= Source records =

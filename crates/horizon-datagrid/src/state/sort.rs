//! Sort state.

use std::cmp::Ordering;
use std::fmt;
use std::sync::Arc;

use horizon_datagrid_core::logging::targets;
use horizon_datagrid_core::{grid_debug, Property, Signal};
use parking_lot::RwLock;
use serde::{Serialize, Serializer};

/// A user-supplied ordering of items.
///
/// Closures `Fn(&T, &T) -> Ordering` implement this trait.
pub trait ItemComparator<T>: Send + Sync {
    /// Compares two items.
    fn compare(&self, a: &T, b: &T) -> Ordering;

    /// A serializable description for consumers of the consolidated state.
    fn describe(&self) -> serde_json::Value {
        serde_json::Value::Null
    }
}

impl<T, F> ItemComparator<T> for F
where
    F: Fn(&T, &T) -> Ordering + Send + Sync,
{
    fn compare(&self, a: &T, b: &T) -> Ordering {
        self(a, b)
    }
}

/// How items are ordered.
///
/// The built-in property comparator is a distinct variant, so consumers get
/// the property key instead of an opaque object.
pub enum Comparator<T> {
    /// Order by the named property.
    Property(String),
    /// Order with a custom comparator.
    Custom(Arc<dyn ItemComparator<T>>),
}

impl<T> Comparator<T> {
    /// A built-in property comparator.
    pub fn property(key: impl Into<String>) -> Self {
        Self::Property(key.into())
    }

    /// A custom comparator.
    pub fn custom(comparator: impl ItemComparator<T> + 'static) -> Self {
        Self::Custom(Arc::new(comparator))
    }

    /// The property key of a built-in comparator.
    pub fn property_key(&self) -> Option<&str> {
        match self {
            Self::Property(key) => Some(key),
            Self::Custom(_) => None,
        }
    }
}

impl<T> Clone for Comparator<T> {
    fn clone(&self) -> Self {
        match self {
            Self::Property(key) => Self::Property(key.clone()),
            Self::Custom(comparator) => Self::Custom(comparator.clone()),
        }
    }
}

/// Property comparators are equal by key, custom ones by identity.
impl<T> PartialEq for Comparator<T> {
    fn eq(&self, other: &Self) -> bool {
        match (self, other) {
            (Self::Property(a), Self::Property(b)) => a == b,
            (Self::Custom(a), Self::Custom(b)) => Arc::ptr_eq(a, b),
            _ => false,
        }
    }
}

impl<T> fmt::Debug for Comparator<T> {
    fn fmt(&self, f: &mut fmt::Formatter<'_>) -> fmt::Result {
        match self {
            Self::Property(key) => f.debug_tuple("Property").field(key).finish(),
            Self::Custom(comparator) => f
                .debug_tuple("Custom")
                .field(&comparator.describe())
                .finish(),
        }
    }
}

impl<T> Serialize for Comparator<T> {
    fn serialize<S>(&self, serializer: S) -> Result<S::Ok, S::Error>
    where
        S: Serializer,
    {
        match self {
            Self::Property(key) => serializer.serialize_str(key),
            Self::Custom(comparator) => comparator.describe().serialize(serializer),
        }
    }
}

/// The sort block of a consolidated state.
#[derive(Serialize)]
#[serde(bound = "")]
pub struct SortDescriptor<T> {
    /// Property key or custom comparator.
    pub by: Comparator<T>,
    /// Descending order.
    pub reverse: bool,
}

impl<T> Clone for SortDescriptor<T> {
    fn clone(&self) -> Self {
        Self {
            by: self.by.clone(),
            reverse: self.reverse,
        }
    }
}

impl<T> PartialEq for SortDescriptor<T> {
    fn eq(&self, other: &Self) -> bool {
        self.by == other.by && self.reverse == other.reverse
    }
}

impl<T> fmt::Debug for SortDescriptor<T> {
    fn fmt(&self, f: &mut fmt::Formatter<'_>) -> fmt::Result {
        f.debug_struct("SortDescriptor")
            .field("by", &self.by)
            .field("reverse", &self.reverse)
            .finish()
    }
}

/// The current sort comparator and direction.
pub struct SortState<T> {
    comparator: RwLock<Option<Comparator<T>>>,
    reverse: Property<bool>,

    /// Emitted when the comparator or the direction changes.
    pub changed: Arc<Signal<()>>,
}

impl<T: 'static> Default for SortState<T> {
    fn default() -> Self {
        Self::new()
    }
}

impl<T: 'static> SortState<T> {
    /// Creates an unsorted state.
    pub fn new() -> Self {
        Self {
            comparator: RwLock::new(None),
            reverse: Property::new(false),
            changed: Arc::new(Signal::new()),
        }
    }

    /// The current comparator.
    pub fn comparator(&self) -> Option<Comparator<T>> {
        self.comparator.read().clone()
    }

    /// Whether the order is reversed.
    pub fn reverse(&self) -> bool {
        self.reverse.get()
    }

    /// Sorts with `comparator`, keeping the current direction.
    pub fn set_comparator(&self, comparator: Comparator<T>) {
        {
            let mut current = self.comparator.write();
            if current.as_ref() == Some(&comparator) {
                return;
            }
            grid_debug!(target: targets::STATE, comparator = ?comparator, "sort comparator changed");
            *current = Some(comparator);
        }
        self.changed.emit(());
    }

    /// Sets the direction.
    pub fn set_reverse(&self, reverse: bool) {
        if self.reverse.set(reverse) {
            self.changed.emit(());
        }
    }

    /// Sorts by `comparator`, flipping the direction if it is already the
    /// current comparator, and starting ascending otherwise.
    pub fn toggle(&self, comparator: Comparator<T>) {
        {
            let mut current = self.comparator.write();
            if current.as_ref() == Some(&comparator) {
                let reverse = !self.reverse.get();
                self.reverse.set_silent(reverse);
            } else {
                *current = Some(comparator);
                self.reverse.set_silent(false);
            }
        }
        self.changed.emit(());
    }

    /// Removes sorting.
    pub fn clear(&self) {
        let had_comparator = self.comparator.write().take().is_some();
        let was_reversed = self.reverse.set(false);
        if had_comparator || was_reversed {
            self.changed.emit(());
        }
    }

    /// The sort block to send downstream, if sorting is active.
    pub fn descriptor(&self) -> Option<SortDescriptor<T>> {
        self.comparator().map(|by| SortDescriptor {
            by,
            reverse: self.reverse(),
        })
    }

}

impl<T> fmt::Debug for SortState<T> {
    fn fmt(&self, f: &mut fmt::Formatter<'_>) -> fmt::Result {
        f.debug_struct("SortState")
            .field("comparator", &*self.comparator.read())
            .field("reverse", &self.reverse)
            .finish()
    }
}

static_assertions::assert_impl_all!(SortState<String>: Send, Sync);

#[cfg(test)]
mod tests {
    use super::*;
    use std::sync::atomic::{AtomicUsize, Ordering as AtomicOrdering};

    fn counter(sort: &SortState<String>) -> Arc<AtomicUsize> {
        let count = Arc::new(AtomicUsize::new(0));
        let count_clone = count.clone();
        sort.changed.connect(move |_| {
            count_clone.fetch_add(1, AtomicOrdering::SeqCst);
        });
        count
    }

    #[test]
    fn test_set_comparator_emits_on_change() {
        let sort = SortState::<String>::new();
        let count = counter(&sort);

        sort.set_comparator(Comparator::property("name"));
        sort.set_comparator(Comparator::property("name"));
        sort.set_reverse(false);
        sort.set_reverse(true);

        assert_eq!(count.load(AtomicOrdering::SeqCst), 2);
        let descriptor = sort.descriptor().unwrap();
        assert_eq!(descriptor.by.property_key(), Some("name"));
        assert!(descriptor.reverse);
    }

    #[test]
    fn test_toggle() {
        let sort = SortState::<String>::new();
        sort.toggle(Comparator::property("name"));
        assert!(!sort.reverse());
        sort.toggle(Comparator::property("name"));
        assert!(sort.reverse());
        sort.toggle(Comparator::property("age"));
        assert!(!sort.reverse());
        assert_eq!(sort.comparator(), Some(Comparator::property("age")));
    }

    #[test]
    fn test_custom_comparators_compare_by_identity() {
        let by_len = Comparator::<String>::custom(|a: &String, b: &String| a.len().cmp(&b.len()));
        let other = Comparator::<String>::custom(|a: &String, b: &String| a.len().cmp(&b.len()));
        assert_eq!(by_len, by_len.clone());
        assert_ne!(by_len, other);

        if let Comparator::Custom(c) = &by_len {
            assert_eq!(c.compare(&"ab".to_string(), &"a".to_string()), Ordering::Greater);
        }
    }

    #[test]
    fn test_clear() {
        let sort = SortState::<String>::new();
        let count = counter(&sort);
        sort.clear();
        assert_eq!(count.load(AtomicOrdering::SeqCst), 0);

        sort.toggle(Comparator::property("name"));
        sort.clear();
        assert!(sort.descriptor().is_none());
        assert_eq!(count.load(AtomicOrdering::SeqCst), 2);
    }

    #[test]
    fn test_descriptor_serialization() {
        let descriptor = SortDescriptor::<String> {
            by: Comparator::property("name"),
            reverse: false,
        };
        assert_eq!(
            serde_json::to_value(&descriptor).unwrap(),
            serde_json::json!({"by": "name", "reverse": false})
        );
    }
}
//! Sort, filter and page state.
//!
//! Each slice is independently mutable and exposes a `changed` signal. The
//! [`GridStateAggregator`] reads all three and builds the
//! [`ConsolidatedState`] sent downstream on every refresh.

mod aggregator;
mod filter;
mod page;
mod sort;

pub use aggregator::{ConsolidatedState, GridStateAggregator};
pub use filter::{Filter, FilterId, FilterState, ItemFilter};
pub use page::{PageDescriptor, PageState};
pub use sort::{Comparator, ItemComparator, SortDescriptor, SortState};
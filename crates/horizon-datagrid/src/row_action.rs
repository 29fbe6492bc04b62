//! Mutual exclusion for row action overlays.
//!
//! Opening an action menu can make a scrollbar appear or disappear, which
//! changes the width available to the columns. [`RowActionGate`] makes sure
//! only one overlay is live at a time and asks the [`ColumnWidthEngine`] to
//! re-stabilize whenever the gate is taken or truly released.
//!
//! At most one action waits while the gate is locked. A newer request
//! replaces the waiting one.

use std::fmt;
use std::sync::Arc;

use horizon_datagrid_core::grid_debug;
use horizon_datagrid_core::grid_warn;
use horizon_datagrid_core::logging::targets;
use parking_lot::Mutex;

use crate::columns::ColumnWidthEngine;
use crate::dom::ElementHandle;

type Action = Box<dyn FnOnce() + Send>;

#[derive(Default)]
struct GateState {
    locked: bool,
    pending: Option<Action>,
}

/// Single-slot gate serializing layout-affecting row actions.
pub struct RowActionGate<E: ElementHandle> {
    columns: Arc<ColumnWidthEngine<E>>,
    actionable: Mutex<usize>,
    state: Mutex<GateState>,
}

impl<E: ElementHandle> RowActionGate<E> {
    /// Creates an unlocked gate re-stabilizing `columns`.
    pub fn new(columns: Arc<ColumnWidthEngine<E>>) -> Self {
        Self {
            columns,
            actionable: Mutex::new(0),
            state: Mutex::new(GateState::default()),
        }
    }

    /// Records a row that offers at least one action.
    pub fn register(&self) {
        *self.actionable.lock() += 1;
    }

    /// Forgets a row registered with [`register`](Self::register).
    pub fn deregister(&self) {
        let mut count = self.actionable.lock();
        match count.checked_sub(1) {
            Some(next) => *count = next,
            None => grid_warn!(target: targets::ROW_ACTIONS, "deregister without matching register"),
        }
    }

    /// Number of registered actionable rows.
    pub fn actionable_count(&self) -> usize {
        *self.actionable.lock()
    }

    /// Whether an actions column needs to be reserved.
    pub fn has_actionable_rows(&self) -> bool {
        self.actionable_count() > 0
    }

    /// Runs `action` now if the gate is free, otherwise keeps it as the
    /// pending action.
    pub fn open<F>(&self, action: F)
    where
        F: FnOnce() + Send + 'static,
    {
        {
            let mut state = self.state.lock();
            if state.locked {
                if state.pending.replace(Box::new(action)).is_some() {
                    grid_debug!(target: targets::ROW_ACTIONS, "replaced pending row action");
                }
                return;
            }
            state.locked = true;
        }

        grid_debug!(target: targets::ROW_ACTIONS, "row action opened");
        action();
        self.columns.restabilize();
    }

    /// Finishes the live action.
    ///
    /// A pending action takes over without releasing the gate. Otherwise the
    /// gate unlocks and the columns are re-stabilized. Closing a free gate is
    /// harmless.
    pub fn close(&self) {
        let pending = {
            let mut state = self.state.lock();
            let pending = state.pending.take();
            if pending.is_none() {
                state.locked = false;
            }
            pending
        };

        match pending {
            Some(action) => {
                grid_debug!(target: targets::ROW_ACTIONS, "running pending row action");
                action();
            }
            None => {
                grid_debug!(target: targets::ROW_ACTIONS, "row action gate released");
                self.columns.restabilize();
            }
        }
    }

    /// Whether an action currently holds the gate.
    pub fn is_locked(&self) -> bool {
        self.state.lock().locked
    }

    /// Whether an action is waiting for the gate.
    pub fn has_pending(&self) -> bool {
        self.state.lock().pending.is_some()
    }
}

impl<E: ElementHandle> fmt::Debug for RowActionGate<E> {
    fn fmt(&self, f: &mut fmt::Formatter<'_>) -> fmt::Result {
        let state = self.state.lock();
        f.debug_struct("RowActionGate")
            .field("actionable", &*self.actionable.lock())
            .field("locked", &state.locked)
            .field("pending", &state.pending.is_some())
            .finish()
    }
}

static_assertions::assert_impl_all!(RowActionGate<u32>: Send, Sync);

#[cfg(test)]
mod tests {
    use super::*;
    use crate::config::GridConfig;
    use crate::dom::fake::FakeDom;
    use std::sync::atomic::{AtomicUsize, Ordering};

    struct Fixture {
        gate: RowActionGate<u32>,
        passes: Arc<AtomicUsize>,
        log: Arc<Mutex<Vec<&'static str>>>,
    }

    fn fixture() -> Fixture {
        let dom = FakeDom::new();
        let columns = Arc::new(ColumnWidthEngine::new(
            dom.clone(),
            dom.clone(),
            &GridConfig::default(),
        ));
        columns.set_headers(vec![1, 2]);
        columns.stabilize(&100);

        let passes = Arc::new(AtomicUsize::new(0));
        let passes_clone = passes.clone();
        columns.resized.connect(move |_| {
            passes_clone.fetch_add(1, Ordering::SeqCst);
        });

        Fixture {
            gate: RowActionGate::new(columns),
            passes,
            log: Arc::new(Mutex::new(Vec::new())),
        }
    }

    fn push(log: &Arc<Mutex<Vec<&'static str>>>, name: &'static str) -> Box<dyn FnOnce() + Send> {
        let log = log.clone();
        Box::new(move || log.lock().push(name))
    }

    #[test]
    fn test_register_deregister() {
        let f = fixture();
        assert!(!f.gate.has_actionable_rows());
        f.gate.register();
        f.gate.register();
        assert_eq!(f.gate.actionable_count(), 2);
        f.gate.deregister();
        f.gate.deregister();
        f.gate.deregister();
        assert_eq!(f.gate.actionable_count(), 0);
    }

    #[test]
    fn test_open_close_sequence() {
        let f = fixture();

        f.gate.open(push(&f.log, "a"));
        assert!(f.gate.is_locked());
        assert_eq!(*f.log.lock(), vec!["a"]);
        assert_eq!(f.passes.load(Ordering::SeqCst), 1);

        f.gate.open(push(&f.log, "b"));
        assert!(f.gate.has_pending());
        assert_eq!(*f.log.lock(), vec!["a"]);

        f.gate.close();
        assert_eq!(*f.log.lock(), vec!["a", "b"]);
        assert!(f.gate.is_locked());
        assert!(!f.gate.has_pending());
        assert_eq!(f.passes.load(Ordering::SeqCst), 1);

        f.gate.close();
        assert!(!f.gate.is_locked());
        assert_eq!(f.passes.load(Ordering::SeqCst), 2);
    }

    #[test]
    fn test_last_pending_wins() {
        let f = fixture();
        f.gate.open(push(&f.log, "a"));
        f.gate.open(push(&f.log, "b"));
        f.gate.open(push(&f.log, "c"));
        f.gate.close();
        assert_eq!(*f.log.lock(), vec!["a", "c"]);
    }

    #[test]
    fn test_close_when_free() {
        let f = fixture();
        f.gate.close();
        assert!(!f.gate.is_locked());
        assert_eq!(f.passes.load(Ordering::SeqCst), 1);
    }

    #[test]
    fn test_action_may_reenter_gate() {
        let f = Arc::new(fixture());
        let f_clone = f.clone();
        f.gate.open(move || {
            f_clone.gate.open(push(&f_clone.log, "nested"));
        });
        assert!(f.gate.has_pending());
        f.gate.close();
        assert_eq!(*f.log.lock(), vec!["nested"]);
    }
}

= Task brief =
The word "SortState" is the filter: copy every line of the listing above that contains it.

= Result below =
pub struct SortState<T> {
impl<T: 'static> Default for SortState<T> {
impl<T: 'static> SortState<T> {
impl<T> fmt::Debug for SortState<T> {
        f.debug_struct("SortState")
static_assertions::assert_impl_all!(SortState<String>: Send, Sync);
    fn counter(sort: &SortState<String>) -> Arc<AtomicUsize> {
        let sort = SortState::<String>::new();
        let sort = SortState::<String>::new();
        let sort = SortState::<String>::new();
pub use sort::{Comparator, ItemComparator, SortDescriptor, SortState};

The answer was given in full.